Saute onions, garlic and sage with a little bit of olive oil in a large pot. When translucent, add squash and habenero.
Add ground black pepper and a little bit of salt. Cook for a minute or so and...



Add arborio rice.




Let me take a moment to mention, that if you don't have arborio rice, its okay to substitute nothing. Seriously, if you don't have arborio, you are not making risotto. Its a really starchy rice that, as it cooks, releases its starches, giving the risotto its creamy texture.

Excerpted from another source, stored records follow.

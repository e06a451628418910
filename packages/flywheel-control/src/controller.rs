//! The velocity controller.
//!
//! [`compute`] is the whole algorithm as a pure function of a configuration, the previous
//! [`ControllerState`] and one [`ControlSample`]. [`VelocityController`] wraps it for callers that
//! would rather keep the state in one place and call [`VelocityController::update`] once per tick.

use snafu::{Snafu, ensure};

use crate::{
    config::{ConfigError, ControllerConfig, IntegralMode},
    gains::Gains,
};

/// One reading taken by the polling loop.
#[derive(Debug, Clone, Copy, PartialEq)]
pub struct ControlSample {
    /// The velocity the actuator reports.
    pub measured: f64,
    /// The velocity we want.
    pub target: f64,
    /// Time since the previous sample in seconds.
    pub dt: f64,
}

/// Everything the controller carries from one tick to the next.
#[derive(Debug, Default, Clone, Copy, PartialEq)]
pub struct ControllerState {
    /// The integral accumulator.
    pub integral: f64,
    /// The error seen on the previous tick.
    pub previous_error: f64,
}

/// The result of one controller update.
#[derive(Debug, Clone, Copy, PartialEq)]
pub struct ControlOutput {
    /// The command to hand to the actuator, in the same units as the velocities. Converting it to
    /// volts or motor RPM is up to the caller.
    pub command: f64,
    /// `target - measured` for this tick.
    pub error: f64,
    /// The gains that were used for this tick.
    pub gains: Gains,
    /// Whether anti-windup cleared the accumulator on this tick.
    pub integral_reset: bool,
}

/// Runs one controller update.
///
/// The update goes as follows:
///
/// 1. `error = target - measured`
/// 2. the error is folded into the accumulator (scaled by `dt` unless [`IntegralMode::Raw`])
/// 3. the accumulator is cleared if the anti-windup policy asks for it
/// 4. `derivative = (error - previous_error) / dt`
/// 5. `command = base + kp·error + ki·integral + kd·derivative`, where the base comes from the
///    [`OutputReference`](crate::config::OutputReference) and the gains from the (possibly
///    scheduled) [`GainMode`](crate::gains::GainMode)
///
/// The state passed in is never modified; the updated state is returned alongside the output.
///
/// # Errors
///
/// - A [`ControlError::NonFiniteSample`] error is returned if either velocity is NaN or infinite.
/// - A [`ControlError::InvalidTimestep`] error is returned if `dt` is not a positive, finite
///   number.
pub fn compute(
    config: &ControllerConfig,
    state: ControllerState,
    sample: ControlSample,
) -> Result<(ControlOutput, ControllerState), ControlError> {
    let ControlSample {
        measured,
        target,
        dt,
    } = sample;

    ensure!(
        measured.is_finite() && target.is_finite(),
        NonFiniteSampleSnafu { measured, target }
    );
    ensure!(dt.is_finite() && dt > 0.0, InvalidTimestepSnafu { dt });

    let error = target - measured;

    let mut integral = state.integral
        + match config.integral {
            IntegralMode::TimeScaled => error * dt,
            IntegralMode::Raw => error,
        };

    let integral_reset = config.anti_windup.should_reset(error, integral, target);
    if integral_reset {
        integral = 0.0;
    }

    let derivative = (error - state.previous_error) / dt;
    let gains = config.gains.select(error);

    let mut command = config.reference.base(measured, target)
        + gains.kp * error
        + gains.ki * integral
        + gains.kd * derivative;

    if let Some(limit) = config.output_limit {
        command = command.clamp(-limit, limit);
    }

    Ok((
        ControlOutput {
            command,
            error,
            gains,
            integral_reset,
        },
        ControllerState {
            integral,
            previous_error: error,
        },
    ))
}

/// A velocity controller with its state.
///
/// The state lives as long as the controller does. Create one when a control session starts and
/// drop it (or [`reset`](Self::reset) it) when the session ends.
///
/// # Examples
///
/// ```
/// use flywheel_control::{ControllerConfig, VelocityController};
///
/// let mut controller = VelocityController::new(ControllerConfig::SCHEDULED).unwrap();
/// let output = controller.update(540.0, 600.0).unwrap();
/// assert!(output.command > 540.0);
/// ```
#[derive(Debug, Clone, PartialEq)]
pub struct VelocityController {
    config: ControllerConfig,
    state: ControllerState,
}

impl VelocityController {
    /// Creates a new controller with a cleared state.
    ///
    /// # Errors
    ///
    /// Returns the first problem [`ControllerConfig::validate`] finds.
    pub fn new(config: ControllerConfig) -> Result<Self, ConfigError> {
        config.validate()?;
        Ok(Self {
            config,
            state: ControllerState::default(),
        })
    }

    /// Returns the configuration this controller was built with.
    #[must_use]
    pub const fn config(&self) -> &ControllerConfig {
        &self.config
    }

    /// Returns the state carried into the next update.
    #[must_use]
    pub const fn state(&self) -> ControllerState {
        self.state
    }

    /// Builds a sample for this controller using its nominal period.
    #[must_use]
    pub const fn sample(&self, measured: f64, target: f64) -> ControlSample {
        ControlSample {
            measured,
            target,
            dt: self.config.dt(),
        }
    }

    /// Runs one update with the nominal period and keeps the new state.
    ///
    /// On error the state is left untouched, so a bad reading does not disturb the accumulator.
    ///
    /// # Errors
    ///
    /// See [`compute`].
    pub fn update(&mut self, measured: f64, target: f64) -> Result<ControlOutput, ControlError> {
        let (output, state) = compute(&self.config, self.state, self.sample(measured, target))?;

        if output.integral_reset {
            log::trace!("integral cleared at error {}", output.error);
        }

        self.state = state;
        Ok(output)
    }

    /// Clears the accumulator and the remembered error.
    pub fn reset(&mut self) {
        self.state = ControllerState::default();
    }
}

#[derive(Debug, Snafu)]
/// Errors that can occur while updating a controller.
pub enum ControlError {
    /// A velocity reading or target is NaN or infinite.
    #[snafu(display("non-finite sample (measured: {measured}, target: {target})"))]
    NonFiniteSample {
        /// The measured velocity.
        measured: f64,
        /// The target velocity.
        target: f64,
    },

    /// The time step is zero, negative or not finite.
    #[snafu(display("time step {dt} must be a positive finite number of seconds"))]
    InvalidTimestep {
        /// The offending time step.
        dt: f64,
    },
}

Its widely available pretty much at all grocery stores, but if you are in the city, I recommend picking up a 2 lb bag at DiGregorios for cheap.






Cook a couple of minutes until rice is shiny.

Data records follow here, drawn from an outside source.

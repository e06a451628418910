//! Bench simulator for tuning the flywheel controller away from the robot.
//!
//! A flywheel session runs against [`SimulatedFlywheel`] exactly as it would against the real
//! motor, paced by a virtual clock instead of the vexide executor.

use std::{cell::RefCell, convert::Infallible, rc::Rc, time::Duration};

use clap::{Parser, ValueEnum};
use flywheel_control::{ConfigError, ControllerConfig, VelocityController};
use futures::executor::block_on;
use robot_logic::{
    Command, FlywheelHandle, FlywheelTask, OutputMapping, SessionError, SessionReport,
    SimulatedFlywheel, VelocityActuator, devices::Delay,
};
use snafu::Snafu;

/// Controller preset to simulate.
#[derive(Debug, Clone, Copy, Eq, PartialEq, ValueEnum)]
pub enum Preset {
    /// Proportional only, as used during driver control.
    Proportional,
    /// Proportional-integral with the integral reset once it exceeds the target.
    Integrating,
    /// Gain-scheduled PID, as used during autonomous.
    Scheduled,
}

impl Preset {
    const fn config(self) -> ControllerConfig {
        match self {
            Self::Proportional => ControllerConfig::PROPORTIONAL,
            Self::Integrating => ControllerConfig::INTEGRATING,
            Self::Scheduled => ControllerConfig::SCHEDULED,
        }
    }
}

/// How controller output is sent to the motor.
#[derive(Debug, Clone, Copy, Eq, PartialEq, ValueEnum)]
pub enum Mapping {
    /// Velocity setpoints, scaled for a 600 RPM cartridge.
    Velocity,
    /// Raw voltage.
    Voltage,
}

impl Mapping {
    const fn output(self) -> OutputMapping {
        match self {
            Self::Velocity => OutputMapping::BLUE_VELOCITY,
            Self::Voltage => OutputMapping::BLUE_VOLTAGE,
        }
    }
}

/// Run a flywheel session against a simulated wheel.
#[derive(Debug, Parser)]
#[command(version, about)]
pub struct Args {
    /// Target velocity in RPM.
    #[arg(short, long, default_value_t = 600.0)]
    pub target: f64,

    /// Number of control ticks to simulate.
    #[arg(short = 'n', long, default_value_t = 1500)]
    pub ticks: u32,

    /// Controller preset.
    #[arg(short, long, value_enum, default_value_t = Preset::Scheduled)]
    pub preset: Preset,

    /// Command type sent to the motor.
    #[arg(short, long, value_enum, default_value_t = Mapping::Velocity)]
    pub mapping: Mapping,

    /// Launch a game object every this many ticks. Zero never launches.
    #[arg(short, long, default_value_t = 0)]
    pub launch_every: u32,

    /// Fraction of the wheel's speed each launch takes away.
    #[arg(long, default_value_t = 0.3)]
    pub launch_loss: f64,

    /// Print the wheel's velocity every this many ticks. Zero prints nothing.
    #[arg(long, default_value_t = 0)]
    pub print_every: u32,
}

/// Errors that can stop a bench run before it starts.
#[derive(Debug, Snafu)]
pub enum BenchError {
    /// The controller configuration was rejected.
    #[snafu(display("{source}"), context(false))]
    Config {
        /// The source of the error.
        source: ConfigError,
    },

    /// The session couldn't be created.
    #[snafu(display("{source}"), context(false))]
    Session {
        /// The source of the error.
        source: SessionError,
    },
}

/// The outcome of a bench run.
#[derive(Debug, Clone, Copy, PartialEq)]
pub struct Summary {
    /// Counters from the session.
    pub report: SessionReport,
    /// Wheel velocity when the session ended.
    pub velocity: f64,
}

/// The simulated wheel, shared between the session and the clock that disturbs it.
#[derive(Debug, Clone)]
struct BenchWheel(Rc<RefCell<SimulatedFlywheel>>);

impl VelocityActuator for BenchWheel {
    type Error = Infallible;

    fn velocity(&self) -> Result<f64, Infallible> {
        self.0.borrow().velocity()
    }

    fn temperature(&self) -> Result<f64, Infallible> {
        self.0.borrow().temperature()
    }

    fn set_command(&mut self, command: Command) -> Result<(), Infallible> {
        self.0.borrow_mut().set_command(command)
    }
}

/// Counts ticks, applies launches and ends the session after the requested number of ticks.
struct BenchClock {
    wheel: Rc<RefCell<SimulatedFlywheel>>,
    handle: FlywheelHandle,
    elapsed: Duration,
    tick: u32,
    ticks: u32,
    launch_every: u32,
    launch_loss: f64,
    print_every: u32,
}

impl Delay for BenchClock {
    async fn delay(&mut self, duration: Duration) {
        self.tick += 1;
        self.elapsed += duration;

        let mut wheel = self.wheel.borrow_mut();
        if self.print_every != 0 && self.tick % self.print_every == 0 {
            println!(
                "{:>8.2}s {:>8.1} RPM",
                self.elapsed.as_secs_f64(),
                wheel.current_velocity()
            );
        }
        if self.launch_every != 0 && self.tick % self.launch_every == 0 {
            wheel.launch(self.launch_loss);
            log::debug!("launch at tick {}", self.tick);
        }

        if self.tick >= self.ticks {
            self.handle.finish();
        }
    }
}

/// Simulates one session as described by `args`.
///
/// # Errors
///
/// Returns an error if the chosen preset or mapping is unusable.
pub fn run(args: &Args) -> Result<Summary, BenchError> {
    let config = args.preset.config();
    let controller = VelocityController::new(config)?;

    let wheel = Rc::new(RefCell::new(SimulatedFlywheel::new(600.0, 0.25, config.dt())));
    let handle = FlywheelHandle::new();
    handle.set_target(args.target);

    let clock = BenchClock {
        wheel: wheel.clone(),
        handle: handle.clone(),
        elapsed: Duration::ZERO,
        tick: 0,
        ticks: args.ticks,
        launch_every: args.launch_every,
        launch_loss: args.launch_loss,
        print_every: args.print_every,
    };
    let mut task = FlywheelTask::new(
        BenchWheel(wheel.clone()),
        clock,
        controller,
        args.mapping.output(),
        handle,
    )?;

    if args.ticks == 0 {
        task.handle().finish();
    }
    let report = block_on(task.run());
    let velocity = wheel.borrow().current_velocity();

    Ok(Summary { report, velocity })
}

#[cfg(test)]
mod test {
    use super::*;

    fn args(extra: &[&str]) -> Args {
        let argv: Vec<&str> = std::iter::once("flywheel-bot")
            .chain(extra.iter().copied())
            .collect();
        Args::try_parse_from(argv).unwrap()
    }

    fn off_by(summary: &Summary, target: f64) -> f64 {
        (target - summary.velocity).abs()
    }

    #[test]
    fn defaults() {
        let args = args(&[]);
        assert_eq!(args.target, 600.0);
        assert_eq!(args.preset, Preset::Scheduled);
        assert_eq!(args.mapping, Mapping::Velocity);
        assert_eq!(args.launch_every, 0);
    }

    #[test]
    fn scheduled_settles() {
        let summary = run(&args(&["--ticks", "3000"])).unwrap();

        assert_eq!(summary.report.ticks, 3000);
        assert_eq!(summary.report.commands, 3000);
        assert!(off_by(&summary, 600.0) < 5.0, "{summary:?}");
    }

    #[test]
    fn launch_on_final_tick_shows() {
        let summary = run(&args(&[
            "--ticks",
            "3000",
            "--launch-every",
            "1000",
            "--launch-loss",
            "0.2",
        ]))
        .unwrap();

        // The last launch lands on the final tick.
        assert!(summary.velocity < 600.0 * 0.85, "{summary:?}");
        assert_eq!(summary.report.actuator_faults, 0);
    }

    #[test]
    fn zero_ticks_never_commands() {
        let summary = run(&args(&["--ticks", "0"])).unwrap();
        assert_eq!(summary.report.ticks, 0);
        assert_eq!(summary.velocity, 0.0);
    }

    #[test]
    fn stopped_target_coasts() {
        let summary = run(&args(&["--target", "0", "--ticks", "10"])).unwrap();

        assert_eq!(summary.report.ticks, 10);
        assert_eq!(summary.report.commands, 1);
        assert_eq!(summary.velocity, 0.0);
    }
}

Then add a cup or so of dry white wine. (Boxed Pinot Grigio is always good for cooking here. A little wine for the risotto, a little wine for the cook.)




To add a little more orange to the mix and a subtle flavor and scent, throw in some saffron. As much as your budget will allow.

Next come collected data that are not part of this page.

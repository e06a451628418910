use std::{
    cell::Cell,
    future::Future,
    pin::Pin,
    rc::Rc,
    task::{Context, Poll},
    time::Duration,
};

use flywheel_control::{ControllerConfig, VelocityController};
use futures::executor::block_on;
use robot_logic::{
    Command, FlywheelHandle, FlywheelTask, OutputMapping, Routine, RoutineRunner,
    SimulatedFlywheel, Step, VelocityActuator,
    devices::{Chassis, Delay, Intake, Piston},
};

/// Completes on the second poll, giving every other future in a `join!` a turn.
struct YieldOnce(bool);

impl Future for YieldOnce {
    type Output = ();

    fn poll(mut self: Pin<&mut Self>, cx: &mut Context<'_>) -> Poll<()> {
        if self.0 {
            Poll::Ready(())
        } else {
            self.0 = true;
            cx.waker().wake_by_ref();
            Poll::Pending
        }
    }
}

/// Finishes the session after a fixed number of ticks.
struct FinishAfter {
    remaining: u32,
    handle: FlywheelHandle,
}

impl Delay for FinishAfter {
    async fn delay(&mut self, _duration: Duration) {
        self.remaining = self.remaining.saturating_sub(1);
        if self.remaining == 0 {
            self.handle.finish();
        }
    }
}

/// Advances a shared virtual clock by every requested duration.
struct Ticker(Rc<Cell<Duration>>);

impl Delay for Ticker {
    async fn delay(&mut self, duration: Duration) {
        self.0.set(self.0.get() + duration);
        YieldOnce(false).await;
    }
}

/// Waits on the virtual clock driven by a [`Ticker`].
struct Waiter(Rc<Cell<Duration>>);

impl Delay for Waiter {
    async fn delay(&mut self, duration: Duration) {
        let deadline = self.0.get() + duration;
        while self.0.get() < deadline {
            YieldOnce(false).await;
        }
    }
}

struct Inert;

impl Chassis for Inert {
    type Error = ();

    async fn move_distance(&mut self, _inches: f64) -> Result<(), ()> {
        Ok(())
    }

    async fn turn_angle(&mut self, _degrees: f64) -> Result<(), ()> {
        Ok(())
    }
}

impl Intake for Inert {
    type Error = ();

    fn set_voltage(&mut self, _volts: f64) -> Result<(), ()> {
        Ok(())
    }

    fn temperature(&self) -> Result<f64, ()> {
        Ok(25.0)
    }
}

impl Piston for Inert {
    type Error = ();

    fn set_extended(&mut self, _extended: bool) -> Result<(), ()> {
        Ok(())
    }
}

/// Fails every other read.
struct Flaky {
    reads: Cell<u32>,
    writes: u32,
}

impl VelocityActuator for Flaky {
    type Error = &'static str;

    fn velocity(&self) -> Result<f64, Self::Error> {
        let reads = self.reads.get();
        self.reads.set(reads + 1);
        if reads % 2 == 0 {
            Err("port disconnected")
        } else {
            Ok(550.0)
        }
    }

    fn temperature(&self) -> Result<f64, Self::Error> {
        Ok(40.0)
    }

    fn set_command(&mut self, _command: Command) -> Result<(), Self::Error> {
        self.writes += 1;
        Ok(())
    }
}

fn session<A: VelocityActuator, D: Delay>(
    actuator: A,
    delay: D,
    config: ControllerConfig,
    handle: &FlywheelHandle,
) -> FlywheelTask<A, D> {
    FlywheelTask::new(
        actuator,
        delay,
        VelocityController::new(config).unwrap(),
        OutputMapping::BLUE_VELOCITY,
        handle.clone(),
    )
    .unwrap()
}

fn hold(wheel: SimulatedFlywheel, target: f64, ticks: u32) -> SimulatedFlywheel {
    let handle = FlywheelHandle::new();
    handle.set_target(target);

    let delay = FinishAfter {
        remaining: ticks,
        handle: handle.clone(),
    };
    let mut task = session(wheel, delay, ControllerConfig::SCHEDULED, &handle);
    let report = block_on(task.run());
    assert_eq!(report.ticks, u64::from(ticks));

    task.into_parts().0
}

#[test]
fn no_commands_after_finish() {
    let handle = FlywheelHandle::new();
    handle.set_target(600.0);

    let delay = FinishAfter {
        remaining: 5,
        handle: handle.clone(),
    };
    let mut task = session(
        SimulatedFlywheel::blue(),
        delay,
        ControllerConfig::SCHEDULED,
        &handle,
    );

    let report = block_on(task.run());
    assert_eq!(report.ticks, 5);
    assert_eq!(report.commands, 5);
    assert_eq!(task.actuator().commands(), 5);

    // Running a finished session again does nothing.
    let report = block_on(task.run());
    assert_eq!(report.ticks, 0);
    assert_eq!(report.commands, 0);
    assert_eq!(task.actuator().commands(), 5);
}

#[test]
fn finished_before_start_never_commands() {
    let handle = FlywheelHandle::new();
    handle.set_target(600.0);
    handle.finish();

    let clock = Rc::new(Cell::new(Duration::ZERO));
    let mut task = session(
        SimulatedFlywheel::blue(),
        Ticker(clock.clone()),
        ControllerConfig::SCHEDULED,
        &handle,
    );

    let report = block_on(task.run());
    assert_eq!(report.ticks, 0);
    assert_eq!(task.actuator().commands(), 0);
    assert_eq!(clock.get(), Duration::ZERO);
}

#[test]
fn reaches_and_recovers_target() {
    let mut wheel = hold(SimulatedFlywheel::blue(), 600.0, 3000);
    let error = 600.0 - wheel.current_velocity();
    assert!(error.abs() < 5.0, "settled {error} RPM off target");

    wheel.launch(0.3);
    assert!(wheel.current_velocity() < 430.0);

    let wheel = hold(wheel, 600.0, 3000);
    let error = 600.0 - wheel.current_velocity();
    assert!(error.abs() < 5.0, "recovered {error} RPM off target");
}

#[test]
fn routine_drives_session_concurrently() {
    let clock = Rc::new(Cell::new(Duration::ZERO));
    let handle = FlywheelHandle::new();
    let config = ControllerConfig::SCHEDULED;

    let mut task = session(
        SimulatedFlywheel::blue(),
        Ticker(clock.clone()),
        config,
        &handle,
    );

    let routine = Routine::new(
        "spin and stop",
        [
            Step::SpinUp(600.0),
            Step::Wait(Duration::from_secs(1)),
            Step::StopFlywheel,
            Step::Wait(Duration::from_millis(50)),
        ],
    );
    let (mut chassis, mut intake, mut piston) = (Inert, Inert, Inert);
    let mut waiter = Waiter(clock.clone());
    let mut runner = RoutineRunner::new(&mut chassis, &mut intake, &mut piston, &mut waiter);

    let (session_report, routine_report) =
        block_on(async { futures::join!(task.run(), runner.run(&routine, &handle)) });

    assert_eq!(routine_report.faults, 0);
    assert!(handle.is_finished());
    assert!(session_report.ticks >= 100);
    assert_eq!(session_report.rejected_samples, 0);
    assert!(clock.get() >= Duration::from_millis(1050));

    // The stop was seen before the session ended.
    assert_eq!(task.actuator().drive(), Command::Voltage(0.0));
}

#[test]
fn faults_are_counted_not_fatal() {
    let handle = FlywheelHandle::new();
    handle.set_target(600.0);

    let delay = FinishAfter {
        remaining: 10,
        handle: handle.clone(),
    };
    let flaky = Flaky {
        reads: Cell::new(0),
        writes: 0,
    };
    let mut task = session(flaky, delay, ControllerConfig::PROPORTIONAL, &handle);

    let report = block_on(task.run());
    assert_eq!(report.ticks, 10);
    assert_eq!(report.actuator_faults, 5);
    assert_eq!(report.commands, 5);
    assert_eq!(task.actuator().writes, 5);
}

#[test]
fn guard_ends_session_when_owner_is_dropped() {
    let handle = FlywheelHandle::new();
    handle.set_target(600.0);

    let clock = Rc::new(Cell::new(Duration::ZERO));
    let mut task = session(
        SimulatedFlywheel::blue(),
        Ticker(clock.clone()),
        ControllerConfig::SCHEDULED,
        &handle,
    );

    let owner = {
        let guard = handle.guard();
        let clock = clock.clone();
        async move {
            let _guard = guard;
            Waiter(clock).delay(Duration::from_millis(200)).await;
        }
    };

    let report = block_on(async {
        futures::join!(task.run(), owner).0
    });

    assert!(handle.is_finished());
    assert!(report.ticks >= 20);
    assert!(report.ticks <= 22);
}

I love the way that saffron not only comes in a tiny jar, but in a tiny bag inside the tiny jar.





When the wine has cooked off, add chicken stock, a half cup at a time, and stir until absoarbed. For about a cup of arborio, I use about 4 cups of stock. (Okay, I know I said "meat-free" earlier, but I don't count chicken stock as meat. Its more of a "what you do with stuff left over from meat" product.)





Add stock, stir. Add stock, stir. Add stock, stir. Add stock, stir. Add stock, stir. Add stock, stir. Add stock, stir. And, the rice should be plumped up and thick, and creamy looking. Taste to make sure the rice is tender and no longer crunchy. When the rice is done, the squash is done.



Turn off the heat. Add some freshly grated Parmigiano Reggiano cheese and some fresh parsley. Taste again and adjust salt and pepper. At this point I threw in a little bit of my spring/fall onions, but just a tiny bit. This risotto has a delicate flavor and I didn't want to overwhelm it with a raw onion taste.



If you want to be fancy like us, garnish with a sprig of parsley.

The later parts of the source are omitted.